■ **What the task asks**: The number of lines containing the word "effort" is all you should give; count them in the records below.

■ **Available data**:
▼

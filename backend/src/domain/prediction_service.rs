//! Prediction domain services.
//!
//! `PredictionService` drives the accept → classify → persist → prune
//! pipeline behind the predict driving port; `PredictionQueryService` serves
//! the read side over the same record set.

use std::sync::Arc;

use async_trait::async_trait;
use chrono::Utc;
use tracing::warn;
use uuid::Uuid;

use crate::domain::ports::{
    AnalyticsSummary, BreedClassifier, BreedClassifierError, PredictCommand, PredictRequest,
    PredictResponse, PredictionRecordPayload, PredictionRepository, PredictionRepositoryError,
    PredictionsQuery, RecentPredictionsRequest, ScratchStore,
};
use crate::domain::{Breed, Error, PredictionDraft, PredictionRecord, UploadGate};

/// Maximum number of prediction records retained in the store.
pub const RETENTION_BOUND: usize = 20;

/// Smallest limit honoured by the recent-predictions read.
const RECENT_LIMIT_MIN: i64 = 1;

/// Largest limit honoured by the recent-predictions read.
const RECENT_LIMIT_MAX: i64 = 50;

fn map_repository_error(error: PredictionRepositoryError) -> Error {
    match error {
        PredictionRepositoryError::Connection { message } => {
            Error::service_unavailable(format!("prediction store unavailable: {message}"))
        }
        PredictionRepositoryError::Query { message } => {
            Error::internal(format!("prediction store error: {message}"))
        }
    }
}

fn extension_of(filename: Option<&str>) -> Option<&str> {
    filename.and_then(|name| name.rsplit_once('.').map(|(_, ext)| ext))
}

/// Prediction service implementing the predict driving port.
///
/// The pipeline commits at the repository insert: everything before it is
/// discardable, everything after it (pruning, scratch cleanup) is
/// best-effort maintenance that never rolls the committed record back.
pub struct PredictionService<R, C, S> {
    repository: Arc<R>,
    classifier: Arc<C>,
    scratch: Arc<S>,
    gate: UploadGate,
    retention_bound: usize,
}

impl<R, C, S> PredictionService<R, C, S> {
    /// Create a service with the stock gate and retention bound.
    pub fn new(repository: Arc<R>, classifier: Arc<C>, scratch: Arc<S>) -> Self {
        Self {
            repository,
            classifier,
            scratch,
            gate: UploadGate::new(),
            retention_bound: RETENTION_BOUND,
        }
    }

    /// Override the retention bound.
    #[must_use]
    pub fn with_retention_bound(mut self, bound: usize) -> Self {
        self.retention_bound = bound;
        self
    }
}

impl<R, C, S> PredictionService<R, C, S>
where
    R: PredictionRepository,
    C: BreedClassifier,
    S: ScratchStore,
{
    /// Evict the oldest records once the total exceeds the retention bound.
    ///
    /// Concurrent writers may both observe an excess and issue overlapping
    /// delete batches; the repository's idempotent deletes make that safe.
    async fn prune_history(&self) -> Result<(), PredictionRepositoryError> {
        let total = self.repository.count().await?;
        let bound = self.retention_bound as u64;
        if total <= bound {
            return Ok(());
        }

        let excess = usize::try_from(total - bound).unwrap_or(usize::MAX);
        let ids = self.repository.oldest_ids(excess).await?;
        if ids.is_empty() {
            return Ok(());
        }
        self.repository.delete_by_ids(&ids).await
    }

    async fn classify_and_record(
        &self,
        filename: Option<String>,
        content_type: Option<String>,
        bytes: &[u8],
    ) -> Result<PredictResponse, Error> {
        let breed = self
            .classifier
            .classify(filename.clone(), bytes)
            .await
            .map_err(|BreedClassifierError::Inference { message }| {
                Error::internal(format!("breed classification failed: {message}"))
            })?;

        let record = PredictionRecord::new(PredictionDraft {
            id: Uuid::new_v4(),
            filename,
            content_type,
            breed,
            timestamp: Utc::now(),
        });
        self.repository
            .insert(&record)
            .await
            .map_err(map_repository_error)?;

        // The inserted record is already committed; pruning is best-effort.
        if let Err(error) = self.prune_history().await {
            warn!(%error, "prediction history pruning failed");
        }

        Ok(PredictResponse { breed })
    }
}

#[async_trait]
impl<R, C, S> PredictCommand for PredictionService<R, C, S>
where
    R: PredictionRepository,
    C: BreedClassifier,
    S: ScratchStore,
{
    async fn predict(&self, request: PredictRequest) -> Result<PredictResponse, Error> {
        let PredictRequest {
            filename,
            content_type,
            bytes,
        } = request;

        if content_type.is_none() {
            return Err(Error::invalid_request("Please upload an image file"));
        }
        if !self.gate.accept(filename.as_deref(), content_type.as_deref()) {
            return Err(Error::invalid_request(
                "Uploaded image does not appear to be a cow (mock heuristic)",
            ));
        }

        let extension = extension_of(filename.as_deref()).map(str::to_owned);
        let stashed = match self.scratch.stash(&bytes, extension).await {
            Ok(handle) => Some(handle),
            Err(error) => {
                warn!(%error, "scratch stash failed, classifying without it");
                None
            }
        };

        let outcome = self
            .classify_and_record(filename, content_type, &bytes)
            .await;

        if let Some(handle) = stashed {
            if let Err(error) = self.scratch.discard(handle).await {
                warn!(%error, "scratch cleanup failed");
            }
        }

        outcome
    }
}

/// Prediction service implementing the read-side driving port.
pub struct PredictionQueryService<R> {
    repository: Arc<R>,
}

impl<R> PredictionQueryService<R> {
    /// Create a query service over the prediction repository.
    pub fn new(repository: Arc<R>) -> Self {
        Self { repository }
    }
}

#[async_trait]
impl<R> PredictionsQuery for PredictionQueryService<R>
where
    R: PredictionRepository,
{
    async fn recent(
        &self,
        request: RecentPredictionsRequest,
    ) -> Result<Vec<PredictionRecordPayload>, Error> {
        let limit = request.limit.clamp(RECENT_LIMIT_MIN, RECENT_LIMIT_MAX);
        let limit = usize::try_from(limit).unwrap_or_default();
        let records = self
            .repository
            .recent(limit)
            .await
            .map_err(map_repository_error)?;
        Ok(records.into_iter().map(Into::into).collect())
    }

    /// Aggregate counts per breed with the grand total and the most common
    /// label. Ties resolve to the breed listed first in [`Breed::ALL`].
    async fn summary(&self) -> Result<AnalyticsSummary, Error> {
        let counts = self
            .repository
            .counts_by_breed()
            .await
            .map_err(map_repository_error)?;

        let mut summary = AnalyticsSummary::empty();
        let mut best: Option<(Breed, u64)> = None;
        for breed in Breed::ALL {
            let Some((_, count)) = counts.iter().find(|(candidate, _)| *candidate == breed)
            else {
                continue;
            };
            if *count == 0 {
                continue;
            }
            summary.by_breed.insert(breed.to_string(), *count);
            summary.total += count;
            match best {
                Some((_, best_count)) if best_count >= *count => {}
                _ => best = Some((breed, *count)),
            }
        }
        summary.most_common = best.map(|(breed, _)| breed);
        Ok(summary)
    }
}

#[cfg(test)]
#[path = "prediction_service_tests.rs"]
mod tests;
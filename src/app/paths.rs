// SPDX-License-Identifier: MPL-2.0
//! Centralized path management for application directories.
//!
//! # Path Resolution Order
//!
//! The config directory is resolved in the following priority order:
//! 1. **Explicit override** - parameter to `_with_override()` functions (for tests)
//! 2. **CLI argument** (`--config-dir`) - set via [`init_cli_overrides`]
//! 3. **Environment variable** (`NINART_CONFIG_DIR`)
//! 4. **Platform default** - via `dirs` crate
//!
//! CLI overrides should be initialized once at startup:
//! ```ignore
//! paths::init_cli_overrides(flags.config_dir);
//! ```

use std::path::PathBuf;
use std::sync::OnceLock;

/// Application name used for directory naming.
const APP_NAME: &str = "Ninart";

/// Environment variable to override the config directory.
pub const ENV_CONFIG_DIR: &str = "NINART_CONFIG_DIR";

/// Global CLI override for config directory (set once at startup).
static CLI_CONFIG_DIR: OnceLock<Option<PathBuf>> = OnceLock::new();

/// Initializes the CLI override for the config directory.
///
/// Only the first call has an effect; later calls are logged and ignored.
pub fn init_cli_overrides(config_dir: Option<String>) {
    if CLI_CONFIG_DIR.set(config_dir.map(PathBuf::from)).is_err() {
        log::debug!("config dir override already initialized");
    }
}

/// Returns the CLI override for config directory, if set.
fn get_cli_config_dir() -> Option<PathBuf> {
    CLI_CONFIG_DIR.get().and_then(Clone::clone)
}

/// Returns the application config directory path.
///
/// This directory is used for storing user preferences (settings.toml).
///
/// # Resolution Order
///
/// 1. CLI argument `--config-dir` (if set via [`init_cli_overrides`])
/// 2. `NINART_CONFIG_DIR` environment variable (if set and non-empty)
/// 3. Platform-specific config directory:
///    - Linux: `~/.config/Ninart/`
///    - macOS: `~/Library/Application Support/Ninart/`
///    - Windows: `C:\Users\<User>\AppData\Roaming\Ninart\`
///
/// Returns `None` if the config directory cannot be determined.
pub fn get_app_config_dir() -> Option<PathBuf> {
    get_app_config_dir_with_override(None)
}

/// Returns the application config directory path with an optional override.
///
/// # Arguments
///
/// * `override_path` - Optional path to use instead of default. Takes highest priority.
pub fn get_app_config_dir_with_override(override_path: Option<PathBuf>) -> Option<PathBuf> {
    if let Some(path) = override_path {
        return Some(path);
    }

    if let Some(path) = get_cli_config_dir() {
        return Some(path);
    }

    if let Ok(env_path) = std::env::var(ENV_CONFIG_DIR) {
        if !env_path.is_empty() {
            return Some(PathBuf::from(env_path));
        }
    }

    dirs::config_dir().map(|mut path| {
        path.push(APP_NAME);
        path
    })
}

#[cfg(test)]
mod tests {
    use super::*;
    use std::sync::Mutex;

    // Serializes tests that touch the process environment.
    static ENV_MUTEX: Mutex<()> = Mutex::new(());

    #[test]
    fn app_config_dir_contains_app_name() {
        let _lock = ENV_MUTEX.lock().unwrap();
        std::env::remove_var(ENV_CONFIG_DIR);

        if let Some(path) = get_app_config_dir() {
            assert!(
                path.to_string_lossy().contains(APP_NAME),
                "App config dir should contain app name"
            );
        }
    }

    #[test]
    fn override_path_takes_precedence_for_config_dir() {
        let override_path = PathBuf::from("/custom/config/path");
        let result = get_app_config_dir_with_override(Some(override_path.clone()));
        assert_eq!(result, Some(override_path));
    }

    #[test]
    fn env_var_overrides_default_config_dir() {
        let _lock = ENV_MUTEX.lock().unwrap();
        let test_path = "/test/config/dir";
        std::env::set_var(ENV_CONFIG_DIR, test_path);

        let result = get_app_config_dir();
        assert_eq!(result, Some(PathBuf::from(test_path)));

        std::env::remove_var(ENV_CONFIG_DIR);
    }

    #[test]
    fn empty_env_var_uses_default() {
        let _lock = ENV_MUTEX.lock().unwrap();
        std::env::set_var(ENV_CONFIG_DIR, "");

        if let Some(path) = get_app_config_dir() {
            assert!(path.to_string_lossy().contains(APP_NAME));
        }

        std::env::remove_var(ENV_CONFIG_DIR);
    }

    #[test]
    fn override_path_takes_precedence_over_env_var() {
        let _lock = ENV_MUTEX.lock().unwrap();
        std::env::set_var(ENV_CONFIG_DIR, "/env/path");

        let override_path = PathBuf::from("/override/path");
        let result = get_app_config_dir_with_override(Some(override_path.clone()));
        assert_eq!(result, Some(override_path));

        std::env::remove_var(ENV_CONFIG_DIR);
    }
}
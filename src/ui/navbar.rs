// SPDX-License-Identifier: MPL-2.0
//! Header with page links, the search box, the language switch and the
//! payment details button.

use crate::application::query::Page;
use crate::i18n::fluent::I18n;
use crate::ui::design_tokens::{sizing, spacing, typography};
use crate::ui::styles::button as button_styles;
use iced::{
    alignment::Vertical,
    widget::{button, text_input, Container, Row, Space, Text},
    Element, Length,
};

/// Contextual data needed to render the navbar.
pub struct ViewContext<'a> {
    pub i18n: &'a I18n,
    pub page: &'a Page,
    pub query: &'a str,
    /// Whether the payment button has anything to show.
    pub has_payment_details: bool,
}

#[derive(Debug, Clone)]
pub enum Message {
    Navigate(Page),
    SearchChanged(String),
    ClearSearch,
    ToggleLanguage,
    OpenPayment,
}

/// Events propagated to the parent application.
#[derive(Debug, Clone, PartialEq)]
pub enum Event {
    None,
    Navigate(Page),
    SearchChanged,
    ToggleLanguage,
    OpenPayment,
}

/// Process a navbar message and return the corresponding event.
pub fn update(message: Message, query: &mut String) -> Event {
    match message {
        Message::Navigate(page) => {
            query.clear();
            Event::Navigate(page)
        }
        Message::SearchChanged(text) => {
            *query = text;
            Event::SearchChanged
        }
        Message::ClearSearch => {
            if query.is_empty() {
                return Event::None;
            }
            query.clear();
            Event::SearchChanged
        }
        Message::ToggleLanguage => Event::ToggleLanguage,
        Message::OpenPayment => Event::OpenPayment,
    }
}

pub fn view<'a>(ctx: ViewContext<'a>) -> Element<'a, Message> {
    let link = |key: &str, page: Page| {
        let active = page_group(ctx.page) == page_group(&page);
        button(Text::new(ctx.i18n.tr(key)).size(typography::BODY))
            .on_press(Message::Navigate(page))
            .padding([spacing::XXS, spacing::SM])
            .style(button_styles::chip(active))
    };

    let search = text_input(&ctx.i18n.tr("navbar-search-placeholder"), ctx.query)
        .on_input(Message::SearchChanged)
        .on_submit(Message::SearchChanged(ctx.query.to_string()))
        .padding(spacing::XS)
        .size(typography::BODY)
        .width(Length::Fixed(sizing::SEARCH_WIDTH));

    let mut row = Row::new()
        .spacing(spacing::XS)
        .padding([spacing::XS, spacing::MD])
        .align_y(Vertical::Center)
        .push(
            button(Text::new(ctx.i18n.tr("brand-name")).size(typography::TITLE_SM))
                .on_press(Message::Navigate(Page::Home))
                .style(button_styles::card),
        )
        .push(Space::new().width(Length::Fixed(spacing::MD)))
        .push(link("navbar-home", Page::Home))
        .push(link("navbar-artists", Page::Artists))
        .push(link("navbar-shop", Page::Shop))
        .push(link("navbar-gallery", Page::Gallery))
        .push(Space::new().width(Length::Fill))
        .push(search);

    if !ctx.query.is_empty() {
        row = row.push(
            button(Text::new("✕").size(typography::CAPTION))
                .on_press(Message::ClearSearch)
                .padding(spacing::XXS)
                .style(button_styles::chip(false)),
        );
    }

    if ctx.has_payment_details {
        row = row.push(
            button(Text::new(ctx.i18n.tr("navbar-payment")).size(typography::BODY))
                .on_press(Message::OpenPayment)
                .padding([spacing::XXS, spacing::SM])
                .style(button_styles::chip(false)),
        );
    }

    // Shows the language the button switches to.
    let language_label = if ctx.i18n.is_georgian() { "EN" } else { "ქარ" };
    row = row.push(
        button(Text::new(language_label).size(typography::BODY))
            .on_press(Message::ToggleLanguage)
            .padding([spacing::XXS, spacing::SM])
            .style(button_styles::chip(true)),
    );

    Container::new(row)
        .width(Length::Fill)
        .height(Length::Fixed(sizing::NAVBAR_HEIGHT))
        .align_y(Vertical::Center)
        .into()
}

/// Artist shop pages highlight the artists link.
fn page_group(page: &Page) -> Page {
    match page {
        Page::ArtistShop(_) => Page::Artists,
        other => other.clone(),
    }
}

▲

■ **Output for this exercise**: 2